Required work ▸ In the material below, the lines from the one containing "pub use query::Query;" through the one containing "one, rather than" are to be given again exactly, ends included, and no others.

Data extracts ▸

────────

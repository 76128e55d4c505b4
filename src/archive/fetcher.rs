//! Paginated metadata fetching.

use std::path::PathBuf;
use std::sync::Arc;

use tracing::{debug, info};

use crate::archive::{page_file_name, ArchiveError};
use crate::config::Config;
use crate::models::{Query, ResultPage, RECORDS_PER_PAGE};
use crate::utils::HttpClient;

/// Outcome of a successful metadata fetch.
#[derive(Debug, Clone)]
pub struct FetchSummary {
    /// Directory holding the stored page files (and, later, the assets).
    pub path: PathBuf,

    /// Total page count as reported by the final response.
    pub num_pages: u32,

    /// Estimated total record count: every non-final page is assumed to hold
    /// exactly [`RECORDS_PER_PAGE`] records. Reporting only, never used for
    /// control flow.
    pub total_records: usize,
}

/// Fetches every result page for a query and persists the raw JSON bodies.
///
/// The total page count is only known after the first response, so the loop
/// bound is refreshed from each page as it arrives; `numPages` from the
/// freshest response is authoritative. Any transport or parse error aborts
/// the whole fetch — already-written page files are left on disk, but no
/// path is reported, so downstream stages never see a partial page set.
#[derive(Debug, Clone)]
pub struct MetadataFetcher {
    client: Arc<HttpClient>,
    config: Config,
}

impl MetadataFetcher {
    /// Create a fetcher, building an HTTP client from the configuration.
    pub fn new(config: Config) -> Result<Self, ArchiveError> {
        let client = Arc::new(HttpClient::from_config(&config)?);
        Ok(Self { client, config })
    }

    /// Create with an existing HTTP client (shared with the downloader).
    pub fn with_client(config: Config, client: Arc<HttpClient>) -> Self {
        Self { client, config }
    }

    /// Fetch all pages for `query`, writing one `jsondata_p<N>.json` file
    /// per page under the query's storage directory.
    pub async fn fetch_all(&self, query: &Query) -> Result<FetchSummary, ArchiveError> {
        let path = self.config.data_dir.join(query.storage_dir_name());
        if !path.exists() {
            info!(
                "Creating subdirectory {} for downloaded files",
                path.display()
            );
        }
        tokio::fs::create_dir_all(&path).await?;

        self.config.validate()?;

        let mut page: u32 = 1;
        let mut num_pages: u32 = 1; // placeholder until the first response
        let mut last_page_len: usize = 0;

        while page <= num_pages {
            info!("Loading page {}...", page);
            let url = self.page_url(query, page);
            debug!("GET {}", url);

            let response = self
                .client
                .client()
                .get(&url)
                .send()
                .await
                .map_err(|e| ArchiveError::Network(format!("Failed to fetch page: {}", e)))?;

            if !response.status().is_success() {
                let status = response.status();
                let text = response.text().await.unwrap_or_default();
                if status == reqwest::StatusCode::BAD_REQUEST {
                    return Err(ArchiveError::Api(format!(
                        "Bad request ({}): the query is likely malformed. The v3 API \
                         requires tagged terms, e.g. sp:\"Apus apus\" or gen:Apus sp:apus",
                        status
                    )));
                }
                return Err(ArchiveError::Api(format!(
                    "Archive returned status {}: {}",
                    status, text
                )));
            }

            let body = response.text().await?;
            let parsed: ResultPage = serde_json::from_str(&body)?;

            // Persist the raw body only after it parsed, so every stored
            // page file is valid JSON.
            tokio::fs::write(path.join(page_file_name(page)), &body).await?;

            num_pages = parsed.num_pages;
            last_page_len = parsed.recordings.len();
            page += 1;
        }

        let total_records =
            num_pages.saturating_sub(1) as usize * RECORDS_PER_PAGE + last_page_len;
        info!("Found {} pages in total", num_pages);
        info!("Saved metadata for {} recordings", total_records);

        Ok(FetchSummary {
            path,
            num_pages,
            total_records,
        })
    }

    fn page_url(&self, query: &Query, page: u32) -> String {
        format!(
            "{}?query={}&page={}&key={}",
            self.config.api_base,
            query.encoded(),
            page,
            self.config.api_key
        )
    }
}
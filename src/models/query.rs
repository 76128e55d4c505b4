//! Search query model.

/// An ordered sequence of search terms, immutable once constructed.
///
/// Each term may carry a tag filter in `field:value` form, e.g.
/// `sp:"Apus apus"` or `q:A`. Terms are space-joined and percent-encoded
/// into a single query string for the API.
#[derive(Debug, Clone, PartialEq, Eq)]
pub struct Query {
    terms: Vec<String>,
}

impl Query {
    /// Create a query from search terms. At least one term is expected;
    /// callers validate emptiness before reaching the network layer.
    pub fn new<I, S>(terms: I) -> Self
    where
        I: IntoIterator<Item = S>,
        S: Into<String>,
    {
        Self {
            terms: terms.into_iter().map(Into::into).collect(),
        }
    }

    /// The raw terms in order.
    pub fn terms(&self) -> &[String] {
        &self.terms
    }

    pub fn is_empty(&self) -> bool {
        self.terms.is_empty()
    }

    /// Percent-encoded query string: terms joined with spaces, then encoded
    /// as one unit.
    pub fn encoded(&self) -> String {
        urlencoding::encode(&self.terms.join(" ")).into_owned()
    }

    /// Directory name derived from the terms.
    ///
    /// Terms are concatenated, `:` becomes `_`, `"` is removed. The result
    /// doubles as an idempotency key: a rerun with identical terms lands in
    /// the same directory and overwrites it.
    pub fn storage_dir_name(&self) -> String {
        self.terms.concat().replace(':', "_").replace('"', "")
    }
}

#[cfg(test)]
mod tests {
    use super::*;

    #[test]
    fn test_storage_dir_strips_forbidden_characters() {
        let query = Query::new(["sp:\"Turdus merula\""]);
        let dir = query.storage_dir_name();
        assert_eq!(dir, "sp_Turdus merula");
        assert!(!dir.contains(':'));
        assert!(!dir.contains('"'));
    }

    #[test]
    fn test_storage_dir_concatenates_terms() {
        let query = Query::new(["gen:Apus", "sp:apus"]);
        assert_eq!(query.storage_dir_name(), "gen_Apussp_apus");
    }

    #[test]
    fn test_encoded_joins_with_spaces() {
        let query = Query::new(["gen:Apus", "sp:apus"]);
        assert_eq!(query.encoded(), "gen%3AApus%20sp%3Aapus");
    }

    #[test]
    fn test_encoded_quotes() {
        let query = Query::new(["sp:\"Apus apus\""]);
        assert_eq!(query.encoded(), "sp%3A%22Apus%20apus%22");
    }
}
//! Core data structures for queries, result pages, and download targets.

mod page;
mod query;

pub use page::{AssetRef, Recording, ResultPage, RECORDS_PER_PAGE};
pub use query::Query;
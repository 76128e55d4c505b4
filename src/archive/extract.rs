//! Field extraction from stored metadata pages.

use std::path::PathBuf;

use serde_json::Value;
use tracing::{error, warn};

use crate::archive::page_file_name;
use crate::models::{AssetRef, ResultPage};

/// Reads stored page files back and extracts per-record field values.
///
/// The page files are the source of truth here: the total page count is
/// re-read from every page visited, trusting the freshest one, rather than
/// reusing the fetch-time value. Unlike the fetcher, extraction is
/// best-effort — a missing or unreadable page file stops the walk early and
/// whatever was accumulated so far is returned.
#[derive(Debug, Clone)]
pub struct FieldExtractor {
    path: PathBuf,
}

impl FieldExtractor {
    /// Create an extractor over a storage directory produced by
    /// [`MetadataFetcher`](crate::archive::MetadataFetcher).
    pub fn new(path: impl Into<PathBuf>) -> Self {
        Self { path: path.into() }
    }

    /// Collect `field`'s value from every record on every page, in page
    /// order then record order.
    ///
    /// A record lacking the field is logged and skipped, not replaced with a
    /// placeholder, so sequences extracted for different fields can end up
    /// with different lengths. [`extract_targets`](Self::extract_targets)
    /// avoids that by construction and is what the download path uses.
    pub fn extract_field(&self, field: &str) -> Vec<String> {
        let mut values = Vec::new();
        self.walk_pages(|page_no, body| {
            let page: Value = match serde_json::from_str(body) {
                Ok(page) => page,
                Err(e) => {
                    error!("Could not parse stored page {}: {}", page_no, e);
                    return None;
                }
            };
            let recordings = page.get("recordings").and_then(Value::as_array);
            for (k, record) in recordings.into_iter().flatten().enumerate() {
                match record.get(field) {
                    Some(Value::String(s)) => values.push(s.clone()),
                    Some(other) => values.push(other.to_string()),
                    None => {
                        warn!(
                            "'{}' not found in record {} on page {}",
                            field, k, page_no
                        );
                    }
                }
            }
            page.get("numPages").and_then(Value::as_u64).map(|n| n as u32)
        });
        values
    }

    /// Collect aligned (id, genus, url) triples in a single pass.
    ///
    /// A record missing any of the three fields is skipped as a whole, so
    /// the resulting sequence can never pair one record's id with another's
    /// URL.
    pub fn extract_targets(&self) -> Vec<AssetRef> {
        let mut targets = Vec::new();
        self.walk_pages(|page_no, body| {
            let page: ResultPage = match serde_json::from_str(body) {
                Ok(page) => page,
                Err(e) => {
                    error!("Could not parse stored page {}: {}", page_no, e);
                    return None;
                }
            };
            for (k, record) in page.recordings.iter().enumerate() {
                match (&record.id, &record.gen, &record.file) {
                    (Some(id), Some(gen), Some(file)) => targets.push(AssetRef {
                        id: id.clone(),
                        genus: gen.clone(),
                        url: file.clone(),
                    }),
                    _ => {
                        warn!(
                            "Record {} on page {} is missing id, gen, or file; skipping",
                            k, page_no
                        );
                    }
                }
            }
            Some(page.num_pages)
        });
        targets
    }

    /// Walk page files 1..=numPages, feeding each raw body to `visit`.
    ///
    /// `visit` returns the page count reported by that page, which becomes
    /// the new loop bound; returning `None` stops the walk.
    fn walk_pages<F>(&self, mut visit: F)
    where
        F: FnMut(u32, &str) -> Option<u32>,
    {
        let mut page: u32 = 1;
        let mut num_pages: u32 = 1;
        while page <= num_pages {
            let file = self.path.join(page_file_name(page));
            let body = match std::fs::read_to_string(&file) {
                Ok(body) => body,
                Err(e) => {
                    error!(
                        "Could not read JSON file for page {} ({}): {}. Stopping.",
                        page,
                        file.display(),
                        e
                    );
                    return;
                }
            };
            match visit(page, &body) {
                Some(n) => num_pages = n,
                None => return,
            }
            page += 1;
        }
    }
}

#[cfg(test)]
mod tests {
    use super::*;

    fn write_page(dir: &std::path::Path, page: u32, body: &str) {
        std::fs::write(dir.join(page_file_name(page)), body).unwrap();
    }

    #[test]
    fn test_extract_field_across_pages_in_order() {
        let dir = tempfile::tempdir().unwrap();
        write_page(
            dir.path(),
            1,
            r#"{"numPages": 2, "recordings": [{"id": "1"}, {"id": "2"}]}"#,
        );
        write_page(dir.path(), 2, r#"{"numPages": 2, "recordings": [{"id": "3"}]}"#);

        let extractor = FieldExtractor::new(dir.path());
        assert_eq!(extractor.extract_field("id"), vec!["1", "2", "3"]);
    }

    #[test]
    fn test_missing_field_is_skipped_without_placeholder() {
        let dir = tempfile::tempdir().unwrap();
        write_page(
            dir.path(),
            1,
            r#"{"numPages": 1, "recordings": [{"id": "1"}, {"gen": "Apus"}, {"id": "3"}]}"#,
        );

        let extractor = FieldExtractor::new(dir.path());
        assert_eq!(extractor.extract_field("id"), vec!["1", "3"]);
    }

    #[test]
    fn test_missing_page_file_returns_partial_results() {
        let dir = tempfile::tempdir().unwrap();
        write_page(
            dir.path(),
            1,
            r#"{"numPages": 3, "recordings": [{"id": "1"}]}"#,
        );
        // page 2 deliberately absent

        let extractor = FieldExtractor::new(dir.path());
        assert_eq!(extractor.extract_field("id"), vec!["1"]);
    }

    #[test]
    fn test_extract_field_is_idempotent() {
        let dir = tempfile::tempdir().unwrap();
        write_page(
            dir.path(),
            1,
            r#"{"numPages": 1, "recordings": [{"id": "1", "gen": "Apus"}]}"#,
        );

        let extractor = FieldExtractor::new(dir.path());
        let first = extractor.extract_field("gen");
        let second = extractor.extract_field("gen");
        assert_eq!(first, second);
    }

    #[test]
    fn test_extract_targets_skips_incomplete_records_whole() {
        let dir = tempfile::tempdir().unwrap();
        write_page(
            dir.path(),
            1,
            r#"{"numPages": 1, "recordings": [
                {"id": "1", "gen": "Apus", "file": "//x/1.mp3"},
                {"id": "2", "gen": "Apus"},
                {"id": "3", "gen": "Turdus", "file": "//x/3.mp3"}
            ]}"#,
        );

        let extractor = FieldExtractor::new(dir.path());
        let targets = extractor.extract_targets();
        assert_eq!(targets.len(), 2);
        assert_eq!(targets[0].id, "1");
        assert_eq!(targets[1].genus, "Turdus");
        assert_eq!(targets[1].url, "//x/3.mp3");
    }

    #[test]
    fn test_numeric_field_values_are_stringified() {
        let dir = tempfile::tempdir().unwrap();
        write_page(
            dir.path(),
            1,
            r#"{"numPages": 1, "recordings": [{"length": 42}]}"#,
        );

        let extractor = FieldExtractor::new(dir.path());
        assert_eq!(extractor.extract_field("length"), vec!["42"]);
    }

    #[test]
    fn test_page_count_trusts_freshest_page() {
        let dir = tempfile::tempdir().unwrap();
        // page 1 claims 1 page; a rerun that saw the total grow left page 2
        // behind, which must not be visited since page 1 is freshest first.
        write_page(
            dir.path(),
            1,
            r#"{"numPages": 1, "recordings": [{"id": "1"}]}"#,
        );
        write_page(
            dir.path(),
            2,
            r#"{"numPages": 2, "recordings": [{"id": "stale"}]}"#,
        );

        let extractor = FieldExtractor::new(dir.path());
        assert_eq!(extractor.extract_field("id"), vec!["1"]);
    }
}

────────

Written response ▸
pub use query::Query;
repository 76128e55d4c505b4
filename src/archive/extract.rs
//! Field extraction from stored metadata pages.

use std::path::PathBuf;

use serde_json::Value;
use tracing::{error, warn};

use crate::archive::page_file_name;
use crate::models::{AssetRef, ResultPage};

/// Reads stored page files back and extracts per-record field values.
///
/// The page files are the source of truth here: the total page count is
/// re-read from every page visited, trusting the freshest one, rather than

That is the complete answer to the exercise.